Evaluating Generating SQL with LLM¶
In this recipe, we will be using taking our SQL Agent example and running evaluations on LLM call. We will be exploring various different evaluations we can run to ensure quality and expected behavior.
Check out the SQL Agent Tutorial
We will be using our LibrarianAgent
for our evaluations. For a detailed explanation regarding this code snippet, refer to the SQL Agent Tutorial.
Setup¶
To set up our environment, first let's install all of the packages we will use:
!pip install "mirascope[openai]"
!pip install pytest ipytest pytest-asyncio
import os
os.environ["OPENAI_API_KEY"] = "YOUR_API_KEY"

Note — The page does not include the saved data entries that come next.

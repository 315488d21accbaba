use ndarray::{s, ArrayView1, ArrayViewD};

use crate::asr::recognizer::{AsrError, AsrModel, InferenceConfig};
use crate::asr::Beam;

use super::session::DecoderSession;
use super::state::{Hypothesis, StepScores};

/// Receives the current beams, best first, after each decoding step.
pub type StepObserver<'a> = dyn FnMut(Vec<Beam>) + 'a;

/// Token ids of the winning path and the encoder frame each was emitted on.
pub(crate) type Alignment = (Vec<i32>, Vec<usize>);

/// Frame-synchronous search over one window of encoder output.
pub(crate) struct FrameSearch<'a> {
    pub(crate) session: &'a mut DecoderSession,
    pub(crate) model: &'a mut AsrModel,
    pub(crate) config: &'a InferenceConfig,
}

impl FrameSearch<'_> {
    fn symbols_per_frame(&self) -> usize {
        self.config.max_tokens_per_step.max(1)
    }

    fn start(&self, capacity: usize) -> Hypothesis {
        Hypothesis {
            tokens: Vec::with_capacity(capacity),
            frames: Vec::with_capacity(capacity),
            score: 0.0,
            state: self.session.workspace.state.clone(),
            last_token: self.session.last_token,
        }
    }

    fn score(
        &mut self,
        frame: &ArrayView1<f32>,
        hyp: &Hypothesis,
        width: usize,
    ) -> Result<StepScores, AsrError> {
        self.session
            .step_scores(self.model, frame, hyp.last_token, &hyp.state, self.config, width)
    }

    /// Carries the winner's decoder state into the next window.
    fn finish(self, best: Hypothesis) -> Alignment {
        self.session.workspace.state = best.state;
        self.session.last_token = best.last_token;
        (best.tokens, best.frames)
    }

    pub(crate) fn greedy(
        mut self,
        encodings: &ArrayViewD<f32>,
        frames: usize,
        on_step: &mut StepObserver<'_>,
    ) -> Result<Alignment, AsrError> {
        let mut hyp = self.start(frames / 2);

        for t in 0..frames {
            let frame = encodings.slice(s![t, ..]);
            for _ in 0..self.symbols_per_frame() {
                let scores = self.score(&frame, &hyp, 1)?;
                let Some(&(token, token_score)) = scores
                    .top_tokens
                    .first()
                    .filter(|(_, sc)| *sc > scores.blank_score)
                else {
                    break;
                };
                hyp.extend(token as i32, t, token_score, scores.output_state);
                on_step(vec![hyp.to_beam()]);
            }
        }
        Ok(self.finish(hyp))
    }

    pub(crate) fn beam(
        mut self,
        encodings: &ArrayViewD<f32>,
        frames: usize,
        width: usize,
        on_step: &mut StepObserver<'_>,
    ) -> Result<Alignment, AsrError> {
        let mut beam = vec![self.start(frames / 2)];

        for t in 0..frames {
            let frame = encodings.slice(s![t, ..]);
            let mut settled = Vec::new();
            let mut active = beam;

            for _ in 0..self.symbols_per_frame() {
                if active.is_empty() {
                    break;
                }
                let mut expanded = Vec::new();
                for hyp in &active {
                    let scores = self.score(&frame, hyp, width)?;

                    let mut stay = hyp.clone();
                    stay.score += scores.blank_score;
                    settled.push(stay);

                    for &(token, token_score) in &scores.top_tokens {
                        let mut next = hyp.clone();
                        next.extend(token as i32, t, token_score, scores.output_state.clone());
                        expanded.push(next);
                    }
                }
                active = prune(expanded, width);
            }

            settled.extend(active);
            beam = prune(settled, width);
            on_step(beam.iter().map(Hypothesis::to_beam).collect());
        }

        // Never empty: the blank path of every hypothesis survives pruning.
        let best = beam.swap_remove(0);
        Ok(self.finish(best))
    }
}

fn prune(mut hyps: Vec<Hypothesis>, width: usize) -> Vec<Hypothesis> {
    hyps.sort_by(|a, b| b.score.total_cmp(&a.score));
    hyps.truncate(width);
    hyps
}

# Set the appropriate API key for the provider you're using
Evaluating the prompt using a golden dataset¶
One effective approach is to establish a golden dataset that the prompt must successfully pass. We'll leverage pytest
for this purpose, as it offers numerous testing conveniences.
import sqlite3
from typing import ClassVar
from unittest.mock import MagicMock
import ipytest
import pytest
from mirascope.core import BaseMessageParam, openai, prompt_template
from pydantic import BaseModel, ConfigDict
ipytest.autoconfig(run_in_thread=True)
class Librarian(BaseModel):
con: ClassVar[sqlite3.Connection] = sqlite3.connect("database.db")
messages: list[BaseMessageParam | openai.OpenAIMessageParam] = []
model_config = ConfigDict(arbitrary_types_allowed=True)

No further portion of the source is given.